— Я уже все обдумала. Вот тебе только одна короткая история. Помню я одну даму, ее муж работал под журналистским прикрытием, они жили во Франции лет пять, потом мужа отозвали обратно в Москву. Тут он года три работал в какой-то газете. И очень скучал по загранкомандировкам. И вот его отправили в Лондон, всего на пару недель, якобы освещать какие-там игры. Он перебежал к англичанам и сдал им всех, кого знал. Наверное, он не думал о жене и ребенке, которых оставил в Москве. Но с его близкими ничего ужасного не случилось. Может быть, его Женечка стала хуже питаться и хуже одеваться. И всех дел.
— Ее выгнали с хорошей работы, — сказал Разин. — Выселили из хорошей квартиры. Не стало друзей, подруг… Она жила почти в полном вакууме. Не водила ребенка в сад, потому что боялась за него. Они сидели дома, но скоро кончились деньги и пришлось выйти. Женечка распродала ценные вещи и хорошую мебель, устроилась на одну копеечную работу, потом на две сразу…

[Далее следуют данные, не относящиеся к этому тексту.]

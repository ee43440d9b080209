use crate::model::{
    LayoutMode, Seat, Student, TimeModeConfig, ARC_ROWS, ARC_ROW_WIDTH, GROUP_SIZE, MAX_GROUPS,
    MIN_GROUPS, THREE_ROWS, THREE_ROWS_DEFAULT_BASIS, THREE_ROWS_MAX_COLS,
};
use serde::Serialize;
use std::collections::HashSet;

#[derive(Debug, Clone, Copy, PartialEq, Eq, Serialize)]
#[serde(rename_all = "camelCase")]
pub struct LayoutMetrics {
    pub rows: usize,
    pub cols: usize,
    pub group_count: usize,
    pub capacity: usize,
}

pub fn get_layout_metrics(mode: LayoutMode, student_count: usize) -> LayoutMetrics {
    match mode {
        LayoutMode::Groups => {
            let group_count = student_count.div_ceil(GROUP_SIZE).clamp(MIN_GROUPS, MAX_GROUPS);
            // Capacity stays at the full 6x6 so group numbering never shifts
            // when the roster grows or shrinks.
            LayoutMetrics {
                rows: group_count * 3,
                cols: 2,
                group_count,
                capacity: GROUP_SIZE * MAX_GROUPS,
            }
        }
        LayoutMode::Arc => LayoutMetrics {
            rows: ARC_ROWS,
            cols: ARC_ROW_WIDTH,
            group_count: 0,
            capacity: ARC_ROWS * ARC_ROW_WIDTH,
        },
        LayoutMode::ThreeRows => {
            let basis = if student_count > 0 {
                student_count
            } else {
                THREE_ROWS_DEFAULT_BASIS
            };
            let cols = basis.div_ceil(THREE_ROWS).clamp(1, THREE_ROWS_MAX_COLS);
            LayoutMetrics {
                rows: THREE_ROWS,
                cols,
                group_count: 0,
                capacity: THREE_ROWS * cols,
            }
        }
    }
}

/// Physical group slots that hold students for a given group count.
///
/// With exactly four groups slot 3 is skipped, so the tables read 1, 2, 3, 5.
pub fn get_active_group_indices(group_count: usize) -> Vec<usize> {
    if group_count == 4 {
        return vec![0, 1, 2, 4];
    }
    (0..group_count.min(MAX_GROUPS)).collect()
}

/// Seated ids in seat order, then everyone else in roster order.
///
/// Empty seats, ids missing from the roster and repeated ids are skipped.
pub fn ordered_ids_from_seats(students: &[Student], seats: &[Seat]) -> Vec<String> {
    let roster: HashSet<&str> = students.iter().map(|s| s.id.as_str()).collect();
    let mut seen: HashSet<&str> = HashSet::new();
    let mut out: Vec<String> = Vec::with_capacity(students.len());

    for id in seats.iter().flatten() {
        if roster.contains(id.as_str()) && seen.insert(id.as_str()) {
            out.push(id.clone());
        }
    }
    for s in students {
        if seen.insert(s.id.as_str()) {
            out.push(s.id.clone());
        }
    }
    out
}

pub fn seats_from_order(ids: &[String], capacity: usize) -> Vec<Seat> {
    let mut seats: Vec<Seat> = vec![None; capacity];
    for (slot, id) in seats.iter_mut().zip(ids) {
        *slot = Some(id.clone());
    }
    seats
}

/// Column order for centered placement: the two middle columns first, then
/// alternating outwards, left side first.
pub fn centered_columns(width: usize) -> Vec<usize> {
    let mut order: Vec<usize> = Vec::with_capacity(width);
    if width == 0 {
        return order;
    }
    // Signed so the left pointer can step past column 0.
    let mut left = ((width - 1) / 2) as isize;
    let mut right = left + 1;
    let width = width as isize;
    let mut take_left = true;
    while left >= 0 || right < width {
        if (take_left && left >= 0) || right >= width {
            order.push(left as usize);
            left -= 1;
        } else {
            order.push(right as usize);
            right += 1;
        }
        take_left = !take_left;
    }
    order
}

/// Fills one row outward from its two middle columns, left side first.
pub fn place_centered(seats: &mut [Seat], ids: &[String], row_start: usize, row_width: usize) {
    if row_width == 0 || row_start >= seats.len() {
        return;
    }
    let row_width = row_width.min(seats.len() - row_start);
    let row = &mut seats[row_start..row_start + row_width];
    for (col, id) in centered_columns(row_width).into_iter().zip(ids) {
        row[col] = Some(id.clone());
    }
}

/// Arc grid for an ordered id list: first half centered in row 0, the rest in row 1.
pub fn arc_seats_from_order(ids: &[String]) -> Vec<Seat> {
    let mut seats: Vec<Seat> = vec![None; ARC_ROWS * ARC_ROW_WIDTH];
    let split = ids.len().div_ceil(2);
    let (front, back) = ids.split_at(split);
    place_centered(&mut seats, front, 0, ARC_ROW_WIDTH);
    place_centered(&mut seats, back, ARC_ROW_WIDTH, ARC_ROW_WIDTH);
    seats
}

/// Grid for an ordered id list under `mode`, sized for `student_count`.
pub fn seats_for_mode(mode: LayoutMode, ids: &[String], student_count: usize) -> Vec<Seat> {
    match mode {
        LayoutMode::Arc => arc_seats_from_order(ids),
        LayoutMode::Groups | LayoutMode::ThreeRows => {
            seats_from_order(ids, get_layout_metrics(mode, student_count).capacity)
        }
    }
}

/// Group grid from per-slot member lists; slot `g` fills seats `g*6..g*6+6`.
///
/// Slots past the sixth and members past the sixth in a slot are ignored,
/// as are ids already seated.
pub fn seats_from_groups(groups: &[Vec<String>]) -> Vec<Seat> {
    let mut seats: Vec<Seat> = vec![None; GROUP_SIZE * MAX_GROUPS];
    let mut seated: HashSet<&str> = HashSet::new();
    for (g, members) in groups.iter().enumerate().take(MAX_GROUPS) {
        let mut k = 0;
        for id in members {
            if k >= GROUP_SIZE {
                break;
            }
            if !seated.insert(id.as_str()) {
                continue;
            }
            seats[g * GROUP_SIZE + k] = Some(id.clone());
            k += 1;
        }
    }
    seats
}

pub fn empty_config(mode: LayoutMode, student_count: usize) -> TimeModeConfig {
    let m = get_layout_metrics(mode, student_count);
    TimeModeConfig {
        layout_mode: mode,
        rows: m.rows,
        cols: m.cols,
        seats: vec![None; m.capacity],
        rotation_count: 0,
        week_label: String::new(),
        class_time: String::new(),
    }
}

/// Moves `config` onto `mode` for the given roster, keeping current
/// occupants in seat order and appending unseated students after them.
///
/// Rotation count and labels are carried over unchanged.
pub fn with_layout(config: &TimeModeConfig, mode: LayoutMode, students: &[Student]) -> TimeModeConfig {
    let m = get_layout_metrics(mode, students.len());
    let ordered = ordered_ids_from_seats(students, &config.seats);
    TimeModeConfig {
        layout_mode: mode,
        rows: m.rows,
        cols: m.cols,
        seats: seats_for_mode(mode, &ordered, students.len()),
        ..config.clone()
    }
}

/// Refreshes the cached geometry for the current roster size. Seats are only
/// re-laid when the capacity no longer matches, and then only the students
/// already seated are placed again.
pub fn refit_config(config: &TimeModeConfig, students: &[Student]) -> TimeModeConfig {
    let m = get_layout_metrics(config.layout_mode, students.len());
    let seats = if config.seats.len() == m.capacity {
        config.seats.clone()
    } else {
        let seated = seated_roster_ids(students, &config.seats);
        seats_for_mode(config.layout_mode, &seated, students.len())
    };
    TimeModeConfig {
        rows: m.rows,
        cols: m.cols,
        seats,
        ..config.clone()
    }
}

/// Roster ids in seat order, skipping strangers and repeats.
pub fn seated_roster_ids(students: &[Student], seats: &[Seat]) -> Vec<String> {
    let roster: HashSet<&str> = students.iter().map(|s| s.id.as_str()).collect();
    let mut seen: HashSet<&str> = HashSet::new();
    seats
        .iter()
        .flatten()
        .filter(|id| roster.contains(id.as_str()) && seen.insert(id.as_str()))
        .cloned()
        .collect()
}

/// Cleans `config` for the current roster without moving anyone who is
/// validly seated.
///
/// Ids missing from the roster and repeated ids are cleared, then unseated
/// students take free seats: active group slots first for groups, row-major
/// for three rows, and the emptier arc row from the middle outwards. When
/// the capacity changed the grid is laid out again with [`with_layout`].
pub fn tidy_config(config: &TimeModeConfig, students: &[Student]) -> TimeModeConfig {
    let m = get_layout_metrics(config.layout_mode, students.len());
    if config.seats.len() != m.capacity {
        return with_layout(config, config.layout_mode, students);
    }

    let roster: HashSet<&str> = students.iter().map(|s| s.id.as_str()).collect();
    let mut seated: HashSet<String> = HashSet::new();
    let mut seats: Vec<Seat> = config
        .seats
        .iter()
        .map(|slot| match slot {
            Some(id) if roster.contains(id.as_str()) && seated.insert(id.clone()) => Some(id.clone()),
            _ => None,
        })
        .collect();

    for s in students.iter().filter(|s| !seated.contains(&s.id)) {
        let Some(i) = next_free_seat(config.layout_mode, &seats, m.group_count) else {
            break;
        };
        seats[i] = Some(s.id.clone());
    }

    TimeModeConfig {
        rows: m.rows,
        cols: m.cols,
        seats,
        ..config.clone()
    }
}

fn next_free_seat(mode: LayoutMode, seats: &[Seat], group_count: usize) -> Option<usize> {
    let free = |i: &usize| seats.get(*i).is_some_and(|s| s.is_none());
    match mode {
        LayoutMode::Groups => get_active_group_indices(group_count)
            .into_iter()
            .flat_map(|g| g * GROUP_SIZE..(g + 1) * GROUP_SIZE)
            .chain(0..seats.len())
            .find(free),
        LayoutMode::ThreeRows => (0..seats.len()).find(free),
        LayoutMode::Arc => {
            let filled = |r: usize| {
                seats
                    .iter()
                    .skip(r * ARC_ROW_WIDTH)
                    .take(ARC_ROW_WIDTH)
                    .flatten()
                    .count()
            };
            let mut rows: Vec<usize> = (0..ARC_ROWS).collect();
            rows.sort_by_key(|r| filled(*r));
            let columns = centered_columns(ARC_ROW_WIDTH);
            rows.into_iter()
                .flat_map(|r| columns.iter().map(move |c| r * ARC_ROW_WIDTH + c))
                .find(free)
        }
    }
}
use crate::classroom::{
    change_layout_mode, clear_seat, get_assigned_count, get_unassigned_students, place_student_in_seat,
    randomize_seats, rotate_seats_once, swap_seat_assignments, update_time_mode_labels,
};
use crate::ipc::handlers::respond;
use crate::ipc::helpers::{
    bad_params, classroom, commit_classroom, index_param, opt_str_param, require_store, str_param,
    time_mode_param, HandlerErr,
};
use crate::ipc::types::{Request, SidecarState};
use crate::layout::{get_active_group_indices, get_layout_metrics};
use crate::model::{Classroom, LayoutMode, TimeMode};
use crate::rotation::{get_rotation_mapping, get_three_rows_color_order};
use rand::rngs::StdRng;
use rand::SeedableRng;
use serde_json::json;

/// Everything the UI needs to draw one time mode of a classroom.
fn seating_view(c: &Classroom, time_mode: TimeMode) -> serde_json::Value {
    let config = c.config(time_mode);
    let metrics = get_layout_metrics(config.layout_mode, c.students.len());
    json!({
        "classId": c.id,
        "timeMode": time_mode,
        "config": config,
        "metrics": metrics,
        "activeGroups": get_active_group_indices(metrics.group_count),
        "rotationMapping": get_rotation_mapping(metrics.group_count, config.rotation_count),
        "threeRowsColorOrder": get_three_rows_color_order(config.rotation_count),
        "assignedCount": get_assigned_count(c, time_mode),
        "unassigned": get_unassigned_students(c, time_mode),
        "students": c.students
    })
}

fn seat_index(c: &Classroom, time_mode: TimeMode, req: &Request, key: &str) -> Result<usize, HandlerErr> {
    let idx = index_param(req, key)?;
    let capacity = c.config(time_mode).seats.len();
    if idx >= capacity {
        return Err(bad_params(format!("{key} out of range"))
            .with_details(json!({ key: idx, "capacity": capacity })));
    }
    Ok(idx)
}

fn save_and_view(state: &mut SidecarState, next: Classroom, time_mode: TimeMode) -> serde_json::Value {
    let view = seating_view(&next, time_mode);
    commit_classroom(state, next);
    view
}

fn handle_seating_get(state: &mut SidecarState, req: &Request) -> Result<serde_json::Value, HandlerErr> {
    let time_mode = time_mode_param(state, req)?;
    Ok(seating_view(classroom(state, req)?, time_mode))
}

fn handle_seating_set_layout(state: &mut SidecarState, req: &Request) -> Result<serde_json::Value, HandlerErr> {
    require_store(state)?;
    let time_mode = time_mode_param(state, req)?;
    let raw = str_param(req, "layoutMode")?;
    let mode = LayoutMode::parse(&raw)
        .ok_or_else(|| bad_params("layoutMode must be GROUPS, THREE_ROWS or ARC"))?;
    let next = change_layout_mode(classroom(state, req)?, mode, time_mode);
    Ok(save_and_view(state, next, time_mode))
}

fn handle_seating_place(state: &mut SidecarState, req: &Request) -> Result<serde_json::Value, HandlerErr> {
    require_store(state)?;
    let time_mode = time_mode_param(state, req)?;
    let c = classroom(state, req)?;
    let idx = seat_index(c, time_mode, req, "seatIndex")?;
    let student_id = str_param(req, "studentId")?;
    if !c.has_student(&student_id) {
        return Err(HandlerErr::new("not_found", "student not found")
            .with_details(json!({ "studentId": student_id })));
    }
    let next = place_student_in_seat(c, &student_id, idx, time_mode);
    Ok(save_and_view(state, next, time_mode))
}

fn handle_seating_clear(state: &mut SidecarState, req: &Request) -> Result<serde_json::Value, HandlerErr> {
    require_store(state)?;
    let time_mode = time_mode_param(state, req)?;
    let c = classroom(state, req)?;
    let idx = seat_index(c, time_mode, req, "seatIndex")?;
    let next = clear_seat(c, idx, time_mode);
    Ok(save_and_view(state, next, time_mode))
}

fn handle_seating_swap(state: &mut SidecarState, req: &Request) -> Result<serde_json::Value, HandlerErr> {
    require_store(state)?;
    let time_mode = time_mode_param(state, req)?;
    let c = classroom(state, req)?;
    let from = seat_index(c, time_mode, req, "from")?;
    let to = seat_index(c, time_mode, req, "to")?;
    let next = swap_seat_assignments(c, from, to, time_mode);
    Ok(save_and_view(state, next, time_mode))
}

fn handle_seating_rotate(state: &mut SidecarState, req: &Request) -> Result<serde_json::Value, HandlerErr> {
    require_store(state)?;
    let time_mode = time_mode_param(state, req)?;
    let c = classroom(state, req)?;
    let before = c.config(time_mode).rotation_count;
    let next = rotate_seats_once(c, time_mode);
    let rotated = next.config(time_mode).rotation_count != before;
    let mut view = save_and_view(state, next, time_mode);
    view["rotated"] = json!(rotated);
    Ok(view)
}

fn handle_seating_randomize(state: &mut SidecarState, req: &Request) -> Result<serde_json::Value, HandlerErr> {
    require_store(state)?;
    let time_mode = time_mode_param(state, req)?;
    let c = classroom(state, req)?;
    let next = match req.params.get("seed").and_then(|v| v.as_u64()) {
        Some(seed) => randomize_seats(c, time_mode, &mut StdRng::seed_from_u64(seed)),
        None => randomize_seats(c, time_mode, &mut rand::thread_rng()),
    };
    Ok(save_and_view(state, next, time_mode))
}

fn handle_seating_set_labels(state: &mut SidecarState, req: &Request) -> Result<serde_json::Value, HandlerErr> {
    require_store(state)?;
    let time_mode = time_mode_param(state, req)?;
    let week_label = opt_str_param(req, "weekLabel");
    let class_time = opt_str_param(req, "classTime");
    if week_label.is_none() && class_time.is_none() {
        return Err(bad_params("expected weekLabel and/or classTime"));
    }
    let next = update_time_mode_labels(classroom(state, req)?, time_mode, week_label, class_time);
    Ok(save_and_view(state, next, time_mode))
}

pub fn try_handle(state: &mut SidecarState, req: &Request) -> Option<serde_json::Value> {
    let result = match req.method.as_str() {
        "seating.get" => handle_seating_get(state, req),
        "seating.setLayout" => handle_seating_set_layout(state, req),
        "seating.place" => handle_seating_place(state, req),
        "seating.clear" => handle_seating_clear(state, req),
        "seating.swap" => handle_seating_swap(state, req),
        "seating.rotate" => handle_seating_rotate(state, req),
        "seating.randomize" => handle_seating_randomize(state, req),
        "seating.setLabels" => handle_seating_set_labels(state, req),
        _ => return None,
    };
    Some(respond(req, result))
}
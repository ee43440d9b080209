//! Seating-chart engine for small classrooms plus the JSON-line sidecar
//! that serves it to a desktop UI.

pub mod backup;
pub mod batch;
pub mod classroom;
pub mod ipc;
pub mod layout;
pub mod legacy;
pub mod model;
pub mod normalize;
pub mod rotation;
pub mod store;
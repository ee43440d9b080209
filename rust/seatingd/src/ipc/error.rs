//! Response envelope written back for every request line.

use serde::Serialize;
use serde_json::{json, Value};

#[derive(Debug, Serialize)]
struct ErrorBody<'a> {
    code: &'a str,
    message: String,
    #[serde(skip_serializing_if = "Option::is_none")]
    details: Option<Value>,
}

#[derive(Debug, Serialize)]
#[serde(untagged)]
enum Envelope<'a> {
    Ok {
        id: &'a str,
        ok: bool,
        result: Value,
    },
    Err {
        id: &'a str,
        ok: bool,
        error: ErrorBody<'a>,
    },
}

impl Envelope<'_> {
    fn into_value(self) -> Value {
        let id = match &self {
            Envelope::Ok { id, .. } | Envelope::Err { id, .. } => id.to_string(),
        };
        serde_json::to_value(self).unwrap_or_else(|e| {
            json!({
                "id": id,
                "ok": false,
                "error": { "code": "internal", "message": e.to_string() }
            })
        })
    }
}

pub fn ok(id: &str, result: Value) -> Value {
    Envelope::Ok {
        id,
        ok: true,
        result,
    }
    .into_value()
}

pub fn err(id: &str, code: &str, message: impl Into<String>, details: Option<Value>) -> Value {
    Envelope::Err {
        id,
        ok: false,
        error: ErrorBody {
            code,
            message: message.into(),
            details,
        },
    }
    .into_value()
}
use crate::classroom::{
    add_student, dedupe_names, parse_student_names, remove_student, rename_student, replace_students,
};
use crate::ipc::handlers::respond;
use crate::ipc::helpers::{
    bad_params, classroom, commit_classroom, require_store, str_param, time_mode_param, HandlerErr,
};
use crate::ipc::types::{Request, SidecarState};
use crate::model::{Classroom, TimeMode, MAX_STUDENTS};
use serde_json::json;

fn handle_students_list(state: &mut SidecarState, req: &Request) -> Result<serde_json::Value, HandlerErr> {
    let c = classroom(state, req)?;
    Ok(json!({ "classId": c.id, "students": c.students }))
}

fn replace_roster(
    state: &mut SidecarState,
    req: &Request,
    names: Vec<String>,
    time_mode: TimeMode,
) -> Result<serde_json::Value, HandlerErr> {
    let unique = dedupe_names(&names);
    let truncated = unique.len().saturating_sub(MAX_STUDENTS);
    let next = replace_students(classroom(state, req)?, &unique, time_mode);
    let result = json!({
        "classId": next.id,
        "timeMode": time_mode,
        "importedCount": next.students.len(),
        "truncatedCount": truncated,
        "students": next.students
    });
    commit_classroom(state, next);
    Ok(result)
}

fn handle_students_import(state: &mut SidecarState, req: &Request) -> Result<serde_json::Value, HandlerErr> {
    require_store(state)?;
    let time_mode = time_mode_param(state, req)?;
    let Some(text) = req.params.get("text").and_then(|v| v.as_str()) else {
        return Err(bad_params("missing text"));
    };
    let names = parse_student_names(text);
    if names.is_empty() {
        return Err(bad_params("no student names found in text"));
    }
    replace_roster(state, req, names, time_mode)
}

fn handle_students_replace(state: &mut SidecarState, req: &Request) -> Result<serde_json::Value, HandlerErr> {
    require_store(state)?;
    let time_mode = time_mode_param(state, req)?;
    let Some(arr) = req.params.get("names").and_then(|v| v.as_array()) else {
        return Err(bad_params("missing names"));
    };
    let names: Vec<String> = arr
        .iter()
        .filter_map(|v| v.as_str())
        .map(|s| s.to_string())
        .collect();
    replace_roster(state, req, names, time_mode)
}

fn find_student<'a>(c: &'a Classroom, req: &Request) -> Result<&'a str, HandlerErr> {
    let student_id = str_param(req, "studentId")?;
    c.students
        .iter()
        .find(|s| s.id == student_id)
        .map(|s| s.id.as_str())
        .ok_or_else(|| {
            HandlerErr::new("not_found", "student not found")
                .with_details(json!({ "studentId": student_id }))
        })
}

fn handle_students_add(state: &mut SidecarState, req: &Request) -> Result<serde_json::Value, HandlerErr> {
    require_store(state)?;
    let name = str_param(req, "name")?;
    let c = classroom(state, req)?;
    if c.students.len() >= MAX_STUDENTS {
        return Err(bad_params(format!("a class holds at most {MAX_STUDENTS} students")));
    }
    let next = add_student(c, &name);
    let student = next.students.last().cloned();
    commit_classroom(state, next);
    Ok(json!({ "student": student }))
}

fn handle_students_rename(state: &mut SidecarState, req: &Request) -> Result<serde_json::Value, HandlerErr> {
    require_store(state)?;
    let name = str_param(req, "name")?;
    let c = classroom(state, req)?;
    let student_id = find_student(c, req)?;
    let next = rename_student(c, student_id, &name);
    let result = json!({ "classId": next.id, "students": next.students });
    commit_classroom(state, next);
    Ok(result)
}

fn handle_students_remove(state: &mut SidecarState, req: &Request) -> Result<serde_json::Value, HandlerErr> {
    require_store(state)?;
    let c = classroom(state, req)?;
    let student_id = find_student(c, req)?;
    let next = remove_student(c, student_id);
    let result = json!({ "classId": next.id, "students": next.students });
    commit_classroom(state, next);
    Ok(result)
}

pub fn try_handle(state: &mut SidecarState, req: &Request) -> Option<serde_json::Value> {
    let result = match req.method.as_str() {
        "students.list" => handle_students_list(state, req),
        "students.import" => handle_students_import(state, req),
        "students.replace" => handle_students_replace(state, req),
        "students.add" => handle_students_add(state, req),
        "students.rename" => handle_students_rename(state, req),
        "students.remove" => handle_students_remove(state, req),
        _ => return None,
    };
    Some(respond(req, result))
}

Разин закончил печатать чуть ли не ночью. Сразу засобирался домой, поцеловал Маргариту в щеку и поспешно ушел, словно боялся, что в последнюю минуту она окликнет и попросит остаться. А он не сможет отказаться.
Глава 40
Почти весь день Греков провел за рулем, он направился в другой конец области, по плохим дорогам кое-как добрался до Дмитрова, там заправил машину, эта процедура заняла всего минут двадцать, очередь шла быстро, на заправке не разрешали наполнять запасные канистры и, главное, работали обе колонки. Он двинул дальше по шоссе, но вскоре свернул на бетонку, а от нее на проселок к лесничеству.
На пути попалась деревня, Греков остановился у магазина, здесь был продуктовый отдел, совсем скромный, и галантерея, побольше. Покупателей не видно, — только старушка болтала с продавщицей, — но и товара не осталось, молоко и хлеб местной выпечки разобрали еще утром, как только завезли, зато завалялись ржаные галеты.
— В лесничество, что ли? — спросила рослая молодая продавщица в белом халате поверх теплого жакета. — Иль к нам в гости? Может, к Надьке?
— Нет, не угадала, — Греков одарил продавщицу фирменной улыбкой. — Я исключительно по делам.
Он взял двадцать банок марокканских сардин, здесь эту дорогую рыбу, по девяносто копеек, никто не покупал, морскую капусту, десять «нарзана», четыре бутылки водки «пшеничная», аккуратно сложил бутылки в спортивную сумку.
— Значит, с водкой по делам ходишь?
— Милая, а какие дела без водки делают?
Мужчина ушел, продавщица вздохнула ему вслед и с тоской посмотрела на старушку. Греков поставил сумку на заднее сидение и пожалел, что не остановился в Дмитрове, там с продуктами получше. Дорога привела в лес, потом в поле, он проехал мимо поворота в контору лесничества, свернул в другую сторону, к дому, где года полтора назад жил один из местных лесников. Тот человек уволился и уехал, на его место Грекову удалось пристроить сводного брата Антона Крапивина, которому тогда нужно было зацепиться хоть где-нибудь, лишь бы выдали справку, что трудоустроен. На случай, если милиция привяжется, что вышел из мест заключения и болтается без работы. В лесничестве Крапивин получил синекуру с неопределенными обязанностями, где можно отсидеться, а летом отправиться на юг, на заработки.
Дом с мезонином, крытый шифером и обнесенный штакетником, кажется, спал, но из трубы все же шел неприметный серенький дымок. На участке было еще много снега. Справа сарай, поленница дров под навесом и темная будка туалета, чуть дальше большой сенной сарай, одна створка ворот открыта, в его полумраке видна незнакомая белая «лада».
Греков открыл ворота, сделанные из нескольких длинных жердин, загнал машину за забор, ближе к сенному сараю. Осмотрел чужую машину, номер московский, «лада» в хорошем состоянии на новой резине. Он вернулся, захватил сумки, поднялся на крыльцо и постучал ногой в запертую дверь. Открыл брат, мужчина лет тридцати семи с длинными русыми волосами и трехдневной щетиной. Голубые глаза смотрели тускло. Он подхватил одну из сумок, прошли в дом. Греков скинул куртку, помыл руки у рукомойника.
Топилась русская печь, было жарко и душно, пахло подгоревшим луком и вареной картошкой. Он прошел в комнату, чтобы переодеться и застыл в дверях. На разложенном диване, отвернувшись к стене, спал незнакомый мужчина в трусах и желтой рубахе с длинными рукавами. Греков вышел, закрыв дверь, направился в кухню.